Copy out exactly the lines from the start of the data to the line containing "use std::fmt;". Include both.

►

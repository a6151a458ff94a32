//! Ticket data model.
//!
//! A ticket is filed by a coordinator, assigned to a technician and finally
//! closed. Field newtypes validate input at construction so a malformed title
//! never reaches a store, and [`Ticket::restore`] checks the status invariants
//! whenever a ticket is built, including when rows are loaded from storage.

use std::fmt;
use std::str::FromStr;

use chrono::{DateTime, Utc};
use serde::{Deserialize, Serialize};
use uuid::Uuid;

use super::{Department, UserId};

/// Validation failures for ticket fields and invariants.
#[derive(Debug, Clone, PartialEq, Eq, thiserror::Error)]
pub enum TicketValidationError {
    /// A text field fell outside its length bounds after trimming.
    #[error("{field} must be between {min} and {max} characters")]
    Length {
        field: &'static str,
        min: usize,
        max: usize,
    },
    /// The identifier was not a UUID.
    #[error("ticket id must be a valid UUID")]
    InvalidId,
    /// Unknown status wire name.
    #[error("status must be one of OPEN, IN_PROGRESS, CLOSED")]
    UnknownStatus,
    /// Unknown priority wire name.
    #[error("priority must be one of LOW, MEDIUM, HIGH")]
    UnknownPriority,
    /// Status-dependent fields disagree with the status.
    #[error("{status} ticket {reason}")]
    StatusInvariant {
        status: TicketStatus,
        reason: &'static str,
    },
    /// `updated_at` precedes `created_at`.
    #[error("updatedAt must not precede createdAt")]
    TimestampsOutOfOrder,
    /// An edit carried no fields.
    #[error("edit must change at least one field")]
    EmptyEdit,
    /// The assignee does not hold the technician role.
    #[error("assignee must be a technician")]
    NotATechnician,
}

/// Stable ticket identifier.
#[derive(Debug, Clone, Copy, PartialEq, Eq, Hash, PartialOrd, Ord, Serialize, Deserialize)]
#[serde(transparent)]
pub struct TicketId(Uuid);

impl TicketId {
    /// Parse a ticket identifier from text.
    pub fn new(id: impl AsRef<str>) -> Result<Self, TicketValidationError> {
        Uuid::parse_str(id.as_ref())
            .map(Self)
            .map_err(|_| TicketValidationError::InvalidId)
    }

    /// Generate a new random identifier.
    pub fn random() -> Self {
        Self(Uuid::new_v4())
    }

    /// Wrap an existing UUID.
    pub const fn from_uuid(uuid: Uuid) -> Self {
        Self(uuid)
    }

    /// Access the underlying UUID.
    pub fn as_uuid(&self) -> &Uuid {
        &self.0
    }
}

impl fmt::Display for TicketId {
    fn fmt(&self, f: &mut fmt::Formatter<'_>) -> fmt::Result {
        write!(f, "{}", self.0)
    }
}

macro_rules! bounded_text {
    ($(#[$meta:meta])* $name:ident, $field:literal, $min:expr, $max:expr) => {
        $(#[$meta])*
        #[derive(Debug, Clone, PartialEq, Eq, Serialize, Deserialize)]
        #[serde(try_from = "String", into = "String")]
        pub struct $name(String);

        impl $name {
            /// Minimum length after trimming.
            pub const MIN: usize = $min;
            /// Maximum length after trimming.
            pub const MAX: usize = $max;

            /// Trim and validate the input.
            pub fn new(value: impl AsRef<str>) -> Result<Self, TicketValidationError> {
                let trimmed = value.as_ref().trim();
                let length = trimmed.chars().count();
                if length < Self::MIN || length > Self::MAX {
                    return Err(TicketValidationError::Length {
                        field: $field,
                        min: Self::MIN,
                        max: Self::MAX,
                    });
                }
                Ok(Self(trimmed.to_owned()))
            }
        }

        impl AsRef<str> for $name {
            fn as_ref(&self) -> &str {
                self.0.as_str()
            }
        }

        impl From<$name> for String {
            fn from(value: $name) -> Self {
                value.0
            }
        }

        impl TryFrom<String> for $name {
            type Error = TicketValidationError;

            fn try_from(value: String) -> Result<Self, Self::Error> {
                Self::new(value)
            }
        }
    };
}

bounded_text!(
    /// Short summary of the problem.
    TicketTitle, "title", 3, 50
);
bounded_text!(
    /// Longer problem description.
    TicketDescription, "description", 3, 500
);
bounded_text!(
    /// Where the affected device is (room, lab, floor).
    Location, "location", 1, 100
);
bounded_text!(
    /// Asset tag or other device reference.
    DeviceId, "deviceId", 1, 100
);
bounded_text!(
    /// Resolution notes recorded on close.
    Remarks, "remarks", 1, 500
);

/// Ticket urgency.
#[derive(Debug, Clone, Copy, Default, PartialEq, Eq, Hash, Serialize, Deserialize)]
#[serde(rename_all = "SCREAMING_SNAKE_CASE")]
pub enum Priority {
    Low,
    #[default]
    Medium,
    High,
}

impl Priority {
    /// Wire and storage representation.
    pub const fn as_str(self) -> &'static str {
        match self {
            Self::Low => "LOW",
            Self::Medium => "MEDIUM",
            Self::High => "HIGH",
        }
    }
}

impl FromStr for Priority {
    type Err = TicketValidationError;

    fn from_str(s: &str) -> Result<Self, Self::Err> {
        match s {
            "LOW" => Ok(Self::Low),
            "MEDIUM" => Ok(Self::Medium),
            "HIGH" => Ok(Self::High),
            _ => Err(TicketValidationError::UnknownPriority),
        }
    }
}

/// Lifecycle status. Transitions only move forward:
/// `OPEN -> IN_PROGRESS -> CLOSED`.
#[derive(Debug, Clone, Copy, PartialEq, Eq, Hash, Serialize, Deserialize)]
#[serde(rename_all = "SCREAMING_SNAKE_CASE")]
pub enum TicketStatus {
    Open,
    InProgress,
    Closed,
}

impl TicketStatus {
    /// Wire and storage representation.
    pub const fn as_str(self) -> &'static str {
        match self {
            Self::Open => "OPEN",
            Self::InProgress => "IN_PROGRESS",
            Self::Closed => "CLOSED",
        }
    }
}

impl fmt::Display for TicketStatus {
    fn fmt(&self, f: &mut fmt::Formatter<'_>) -> fmt::Result {
        f.write_str(self.as_str())
    }
}

impl FromStr for TicketStatus {
    type Err = TicketValidationError;

    fn from_str(s: &str) -> Result<Self, Self::Err> {
        match s {
            "OPEN" => Ok(Self::Open),
            "IN_PROGRESS" => Ok(Self::InProgress),
            "CLOSED" => Ok(Self::Closed),
            _ => Err(TicketValidationError::UnknownStatus),
        }
    }
}

/// Validated input for filing a ticket.
#[derive(Debug, Clone, PartialEq, Eq)]
pub struct NewTicket {
    pub title: TicketTitle,
    pub description: TicketDescription,
    pub department: Department,
    pub location: Location,
    pub device_id: DeviceId,
    /// Defaults to [`Priority::Medium`] when absent.
    pub priority: Option<Priority>,
}

/// Every stored field of a ticket, prior to invariant checks.
#[derive(Debug, Clone, PartialEq, Eq)]
pub struct TicketDraft {
    pub id: TicketId,
    pub title: TicketTitle,
    pub description: TicketDescription,
    pub department: Department,
    pub location: Location,
    pub device_id: DeviceId,
    pub priority: Priority,
    pub status: TicketStatus,
    pub coordinator_id: UserId,
    pub technician_id: Option<UserId>,
    pub created_at: DateTime<Utc>,
    pub updated_at: DateTime<Utc>,
    pub assigned_at: Option<DateTime<Utc>>,
    pub resolved_at: Option<DateTime<Utc>>,
    pub remarks: Option<Remarks>,
}

/// A helpdesk ticket whose status invariants hold.
///
/// ## Invariants
/// - `OPEN`: no technician, `assigned_at` and `resolved_at` unset.
/// - `IN_PROGRESS`: technician and `assigned_at` set, `resolved_at` unset.
/// - `CLOSED`: technician, `assigned_at` and `resolved_at` set.
/// - `updated_at >= created_at`.
#[derive(Debug, Clone, PartialEq, Eq)]
pub struct Ticket(TicketDraft);

impl Ticket {
    /// Build a ticket, rejecting field combinations that break the invariants.
    pub fn restore(draft: TicketDraft) -> Result<Self, TicketValidationError> {
        let status = draft.status;
        let violation = |reason| TicketValidationError::StatusInvariant { status, reason };
        let assigned = draft.technician_id.is_some();
        match draft.status {
            TicketStatus::Open => {
                if assigned {
                    return Err(violation("must not have a technician"));
                }
                if draft.assigned_at.is_some() {
                    return Err(violation("must not have an assignment time"));
                }
                if draft.resolved_at.is_some() {
                    return Err(violation("must not have a resolution time"));
                }
            }
            TicketStatus::InProgress => {
                if !assigned || draft.assigned_at.is_none() {
                    return Err(violation("must have a technician and assignment time"));
                }
                if draft.resolved_at.is_some() {
                    return Err(violation("must not have a resolution time"));
                }
            }
            TicketStatus::Closed => {
                if !assigned || draft.assigned_at.is_none() {
                    return Err(violation("must have a technician and assignment time"));
                }
                if draft.resolved_at.is_none() {
                    return Err(violation("must have a resolution time"));
                }
            }
        }
        if draft.updated_at < draft.created_at {
            return Err(TicketValidationError::TimestampsOutOfOrder);
        }
        Ok(Self(draft))
    }

    /// Release the underlying fields for a modification.
    pub fn into_draft(self) -> TicketDraft {
        self.0
    }

    pub fn id(&self) -> TicketId {
        self.0.id
    }

    pub fn title(&self) -> &TicketTitle {
        &self.0.title
    }

    pub fn description(&self) -> &TicketDescription {
        &self.0.description
    }

    pub fn department(&self) -> Department {
        self.0.department
    }

    pub fn location(&self) -> &Location {
        &self.0.location
    }

    pub fn device_id(&self) -> &DeviceId {
        &self.0.device_id
    }

    pub fn priority(&self) -> Priority {
        self.0.priority
    }

    pub fn status(&self) -> TicketStatus {
        self.0.status
    }

    /// Coordinator who filed the ticket. Never changes.
    pub fn coordinator_id(&self) -> &UserId {
        &self.0.coordinator_id
    }

    /// Assigned technician, set once the ticket leaves `OPEN`.
    pub fn technician_id(&self) -> Option<&UserId> {
        self.0.technician_id.as_ref()
    }

    pub fn created_at(&self) -> DateTime<Utc> {
        self.0.created_at
    }

    pub fn updated_at(&self) -> DateTime<Utc> {
        self.0.updated_at
    }

    pub fn assigned_at(&self) -> Option<DateTime<Utc>> {
        self.0.assigned_at
    }

    pub fn resolved_at(&self) -> Option<DateTime<Utc>> {
        self.0.resolved_at
    }

    pub fn remarks(&self) -> Option<&Remarks> {
        self.0.remarks.as_ref()
    }
}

◄

Answer to the problem →
repository a6151a458ff94a32
//! Ticket data model.
//!
//! A ticket is filed by a coordinator, assigned to a technician and finally
//! closed. Field newtypes validate input at construction so a malformed title
//! never reaches a store, and [`Ticket::restore`] checks the status invariants
//! whenever a ticket is built, including when rows are loaded from storage.

use std::fmt;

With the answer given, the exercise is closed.